Collected data entries

──────────

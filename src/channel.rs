//! Channel identifiers and per-channel voltage limits.

use std::collections::HashSet;
use std::fmt;

use serde::{Deserialize, Serialize};

use crate::error::{AppResult, MonitorError};

/// Default input range applied when no limit is configured.
pub const DEFAULT_RANGE: VoltageRange = VoltageRange {
    low: -10.0,
    high: 10.0,
};

/// Name of one physical analog input line, e.g. `"Dev2/ai0"`.
#[derive(Debug, Clone, PartialEq, Eq, Hash, PartialOrd, Ord, Serialize, Deserialize)]
#[serde(transparent)]
pub struct ChannelId(String);

impl ChannelId {
    /// Create a channel identifier.
    pub fn new(name: impl Into<String>) -> Self {
        Self(name.into())
    }

    /// The raw identifier string.
    pub fn as_str(&self) -> &str {
        &self.0
    }

    /// Device part of the identifier (everything before the first `/`).
    pub fn device(&self) -> &str {
        self.0.split('/').next().unwrap_or(&self.0)
    }
}

impl fmt::Display for ChannelId {
    fn fmt(&self, f: &mut fmt::Formatter<'_>) -> fmt::Result {
        f.write_str(&self.0)
    }
}

impl From<&str> for ChannelId {
    fn from(name: &str) -> Self {
        Self(name.to_string())
    }
}

impl From<String> for ChannelId {
    fn from(name: String) -> Self {
        Self(name)
    }
}

/// Low/high voltage bound of an input channel.
#[derive(Debug, Clone, Copy, PartialEq, Serialize, Deserialize)]
pub struct VoltageRange {
    /// Lower bound in volts
    pub low: f64,
    /// Upper bound in volts
    pub high: f64,
}

impl VoltageRange {
    /// Create a range; no validation is done here, see [`VoltageRange::validate`].
    pub fn new(low: f64, high: f64) -> Self {
        Self { low, high }
    }

    /// Reject non-finite or inverted bounds.
    pub fn validate(&self) -> AppResult<()> {
        if !self.low.is_finite() || !self.high.is_finite() {
            return Err(MonitorError::Configuration(format!(
                "voltage range bounds must be finite, got ({}, {})",
                self.low, self.high
            )));
        }
        if self.low >= self.high {
            return Err(MonitorError::Configuration(format!(
                "voltage range low bound {} must be below high bound {}",
                self.low, self.high
            )));
        }
        Ok(())
    }
}

impl Default for VoltageRange {
    fn default() -> Self {
        DEFAULT_RANGE
    }
}

impl From<(f64, f64)> for VoltageRange {
    fn from((low, high): (f64, f64)) -> Self {
        Self { low, high }
    }
}

/// How limits are assigned to the configured channels.
#[derive(Debug, Clone, PartialEq, Default, Serialize, Deserialize)]
#[serde(rename_all = "snake_case")]
pub enum ChannelLimits {
    /// Every channel uses [`DEFAULT_RANGE`].
    #[default]
    Default,
    /// Every channel uses the same range.
    Uniform(VoltageRange),
    /// Channel `i` uses entry `i`; the list length must match the channel count.
    PerChannel(Vec<VoltageRange>),
}

impl ChannelLimits {
    /// Resolve the effective range of each channel, in channel order.
    pub fn resolve(&self, channel_count: usize) -> AppResult<Vec<VoltageRange>> {
        let ranges = match self {
            ChannelLimits::Default => vec![DEFAULT_RANGE; channel_count],
            ChannelLimits::Uniform(range) => vec![*range; channel_count],
            ChannelLimits::PerChannel(ranges) => {
                if ranges.len() != channel_count {
                    return Err(MonitorError::Configuration(format!(
                        "{} per-channel limits given for {} channels",
                        ranges.len(),
                        channel_count
                    )));
                }
                ranges.clone()
            }
        };
        for range in &ranges {
            range.validate()?;
        }
        Ok(ranges)
    }

    /// Range of the channel at `index`, falling back to [`DEFAULT_RANGE`]
    /// when the entry is missing or malformed.
    pub fn range_at(&self, index: usize) -> VoltageRange {
        let range = match self {
            ChannelLimits::Default => DEFAULT_RANGE,
            ChannelLimits::Uniform(range) => *range,
            ChannelLimits::PerChannel(ranges) => ranges.get(index).copied().unwrap_or(DEFAULT_RANGE),
        };
        if range.validate().is_ok() {
            range
        } else {
            DEFAULT_RANGE
        }
    }
}

/// A channel together with its effective limit.
#[derive(Debug, Clone, PartialEq)]
pub struct ChannelConfig {
    /// Physical channel
    pub id: ChannelId,
    /// Effective input range
    pub range: VoltageRange,
}

/// Pair each channel with its limit after checking the list is usable.
///
/// The list must be non-empty and free of duplicates.
pub fn resolve_channels(channels: &[ChannelId], limits: &ChannelLimits) -> AppResult<Vec<ChannelConfig>> {
    if channels.is_empty() {
        return Err(MonitorError::Configuration(
            "at least one channel must be configured".to_string(),
        ));
    }

    let mut seen = HashSet::with_capacity(channels.len());
    for channel in channels {
        if channel.as_str().is_empty() {
            return Err(MonitorError::Configuration(
                "channel identifiers must not be empty".to_string(),
            ));
        }
        if !seen.insert(channel) {
            return Err(MonitorError::Configuration(format!(
                "channel '{}' is listed more than once",
                channel
            )));
        }
    }

    let ranges = limits.resolve(channels.len())?;
    Ok(channels
        .iter()
        .cloned()
        .zip(ranges)
        .map(|(id, range)| ChannelConfig { id, range })
        .collect())
}

/// Pair each channel with a usable limit without rejecting anything.
///
/// Repeated identifiers keep their first position; limits that are missing or
/// malformed resolve to [`DEFAULT_RANGE`].
pub fn resolve_channels_lenient(channels: &[ChannelId], limits: &ChannelLimits) -> Vec<ChannelConfig> {
    let mut seen = HashSet::with_capacity(channels.len());
    channels
        .iter()
        .enumerate()
        .filter(|(_, id)| seen.insert(*id))
        .map(|(index, id)| ChannelConfig {
            id: id.clone(),
            range: limits.range_at(index),
        })
        .collect()
}

#[cfg(test)]
mod tests {
    use super::*;

    fn ids(names: &[&str]) -> Vec<ChannelId> {
        names.iter().map(|n| ChannelId::from(*n)).collect()
    }

    #[test]
    fn device_is_prefix_before_slash() {
        assert_eq!(ChannelId::from("Dev2/ai3").device(), "Dev2");
        assert_eq!(ChannelId::from("ai0").device(), "ai0");
    }

    #[test]
    fn default_limits_apply_to_every_channel() {
        let resolved = resolve_channels(&ids(&["A", "B"]), &ChannelLimits::Default).unwrap();
        assert!(resolved.iter().all(|c| c.range == DEFAULT_RANGE));
    }

    #[test]
    fn uniform_limit_applies_to_every_channel() {
        let range = VoltageRange::new(-5.0, 5.0);
        let resolved =
            resolve_channels(&ids(&["A", "B", "C"]), &ChannelLimits::Uniform(range)).unwrap();
        assert_eq!(resolved.len(), 3);
        assert!(resolved.iter().all(|c| c.range == range));
    }

    #[test]
    fn per_channel_limits_preserve_order() {
        let ranges = vec![
            VoltageRange::new(-1.0, 1.0),
            VoltageRange::new(-2.0, 2.0),
            VoltageRange::new(0.0, 5.0),
        ];
        let resolved = resolve_channels(
            &ids(&["A", "B", "C"]),
            &ChannelLimits::PerChannel(ranges.clone()),
        )
        .unwrap();
        for (i, channel) in resolved.iter().enumerate() {
            assert_eq!(channel.range, ranges[i]);
        }
        assert_eq!(resolved[2].id, ChannelId::from("C"));
    }

    #[test]
    fn per_channel_length_mismatch_is_rejected() {
        let err = resolve_channels(
            &ids(&["A", "B"]),
            &ChannelLimits::PerChannel(vec![VoltageRange::new(-1.0, 1.0)]),
        )
        .unwrap_err();
        assert!(matches!(err, MonitorError::Configuration(_)));
    }

    #[test]
    fn empty_and_duplicate_channel_lists_are_rejected() {
        assert!(resolve_channels(&[], &ChannelLimits::Default).is_err());
        assert!(resolve_channels(&ids(&["A", "A"]), &ChannelLimits::Default).is_err());
    }

    #[test]
    fn lenient_resolution_dedupes_and_falls_back() {
        let limits = ChannelLimits::PerChannel(vec![
            VoltageRange::new(-1.0, 1.0),
            VoltageRange::new(-2.0, 2.0),
            VoltageRange::new(3.0, -3.0),
        ]);
        let resolved = resolve_channels_lenient(&ids(&["A", "A", "B", "C"]), &limits);

        let names: Vec<_> = resolved.iter().map(|c| c.id.as_str()).collect();
        assert_eq!(names, ["A", "B", "C"]);
        assert_eq!(resolved[0].range, VoltageRange::new(-1.0, 1.0));
        // "B" sat at index 2, whose entry is inverted; "C" has no entry at all
        assert_eq!(resolved[1].range, DEFAULT_RANGE);
        assert_eq!(resolved[2].range, DEFAULT_RANGE);
    }

    #[test]
    fn inverted_range_is_rejected() {
        let err = VoltageRange::new(5.0, -5.0).validate().unwrap_err();
        assert!(err.to_string().contains("must be below"));
        assert!(VoltageRange::new(f64::NAN, 1.0).validate().is_err());
    }
}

──────────

→ **EXERCISE REQUIREMENTS**
Return only the lines of the records in which the string "each" appears.

→ **EXPECTED OUTPUT**
    /// Resolve the effective range of each channel, in channel order.
/// Pair each channel with its limit after checking the list is usable.
/// Pair each channel with a usable limit without rejecting anything.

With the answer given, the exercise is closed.